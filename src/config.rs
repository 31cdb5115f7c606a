use dispatchr::controller::EngineConfig;
use dispatchr::planner::PlannerConfig;
use dispatchr::test_run::TestRunConfig;
use dispatchr::worker::WorkerConfig;
use eyre::{Context, Result, bail};
use serde::{Deserialize, Serialize};
use std::fs;
use std::path::{Path, PathBuf};

#[derive(Debug, Clone, Serialize, Deserialize)]
#[serde(default, rename_all = "kebab-case")]
pub struct Config {
    pub log_level: Option<String>,
    pub engine: EngineConfig,
    pub planner: PlannerConfig,
    pub worker: WorkerConfig,
    pub test_run: TestRunConfig,
    /// Signature registry file; the built-in registry is used when unset
    pub registry: Option<PathBuf>,
}

impl Default for Config {
    fn default() -> Self {
        Self {
            log_level: Some("info".to_string()),
            engine: EngineConfig::default(),
            planner: PlannerConfig::default(),
            worker: WorkerConfig::default(),
            test_run: TestRunConfig::default(),
            registry: None,
        }
    }
}

impl Config {
    /// Load configuration with fallback chain
    pub fn load(config_path: Option<&PathBuf>) -> Result<Self> {
        // If explicit config path provided, try to load it
        if let Some(path) = config_path {
            return Self::load_from_file(path).context(format!("Failed to load config from {}", path.display()));
        }

        // Try primary location: ~/.config/<project>/<project>.yml
        if let Some(config_dir) = dirs::config_dir() {
            let project_name = env!("CARGO_PKG_NAME");
            let primary_config = config_dir.join(project_name).join(format!("{}.yml", project_name));
            if primary_config.exists() {
                match Self::load_from_file(&primary_config) {
                    Ok(config) => return Ok(config),
                    Err(e) => {
                        log::warn!("Failed to load config from {}: {}", primary_config.display(), e);
                    }
                }
            }
        }

        // Try fallback location: ./<project>.yml
        let project_name = env!("CARGO_PKG_NAME");
        let fallback_config = PathBuf::from(format!("{}.yml", project_name));
        if fallback_config.exists() {
            match Self::load_from_file(&fallback_config) {
                Ok(config) => return Ok(config),
                Err(e) => {
                    log::warn!("Failed to load config from {}: {}", fallback_config.display(), e);
                }
            }
        }

        // No config file found, use defaults
        log::info!("No config file found, using defaults");
        Ok(Self::default())
    }

    fn load_from_file<P: AsRef<Path>>(path: P) -> Result<Self> {
        let content = fs::read_to_string(&path).context("Failed to read config file")?;

        let config: Self = serde_yaml::from_str(&content).context("Failed to parse config file")?;
        config.validate().context("Invalid config")?;

        log::info!("Loaded config from: {}", path.as_ref().display());
        Ok(config)
    }

    /// Reject values the engine cannot run with.
    pub fn validate(&self) -> Result<()> {
        if self.engine.max_cycles == 0 {
            bail!("engine.max-cycles must be at least 1");
        }
        if self.engine.max_concurrency == 0 {
            bail!("engine.max-concurrency must be at least 1");
        }
        if !(0.0..1.0).contains(&self.engine.min_confidence) {
            bail!(
                "engine.min-confidence must be in [0, 1), got {}",
                self.engine.min_confidence
            );
        }
        if self.worker.timeout_ms == 0 {
            bail!("worker.timeout-ms must be greater than 0");
        }
        if self.test_run.timeout_ms == 0 {
            bail!("test-run.timeout-ms must be greater than 0");
        }
        if self.worker.command.trim().is_empty() {
            bail!("worker.command must not be empty");
        }
        if self.test_run.command.trim().is_empty() {
            bail!("test-run.command must not be empty");
        }
        Ok(())
    }
}
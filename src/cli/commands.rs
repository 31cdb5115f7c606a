//! CLI command definitions using clap.
//!
//! - run: drive classify → dispatch → verify cycles against the test command
//! - classify: classify a saved failure list and show the plan, without dispatching
//! - domains: show the signature registry

use clap::{Parser, Subcommand};
use std::path::PathBuf;

/// Dispatchr - failure-driven specialist dispatch
#[derive(Parser, Debug)]
#[command(name = "dispatchr")]
#[command(author, version, about, long_about = None)]
pub struct Cli {
    /// Optional config file path
    #[arg(short, long, global = true)]
    pub config: Option<PathBuf>,

    /// Verbose output
    #[arg(short, long, global = true)]
    pub verbose: bool,

    /// Subcommand to execute
    #[command(subcommand)]
    pub command: Commands,
}

impl Cli {
    /// Check if verbose mode is enabled
    pub fn is_verbose(&self) -> bool {
        self.verbose
    }
}

/// Main subcommands
#[derive(Subcommand, Debug)]
pub enum Commands {
    /// Run dispatch cycles until the tests pass or the cycle budget is spent
    Run {
        /// Override engine.max-cycles
        #[arg(long)]
        max_cycles: Option<u32>,

        /// Override engine.max-concurrency
        #[arg(long)]
        max_concurrency: Option<usize>,

        /// Append each cycle report as a JSON line to this file
        #[arg(short, long)]
        report: Option<PathBuf>,
    },

    /// Classify a JSON failure list and print the resulting plan
    Classify {
        /// File holding a JSON array of failures
        file: PathBuf,
    },

    /// List registered domains, their precedence and location overlaps
    Domains,
}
---+---
* **Work to be completed**:
Within the entries above, some lines may contain "Deserialize". Report how many, and nothing else.

* **Written response**:
2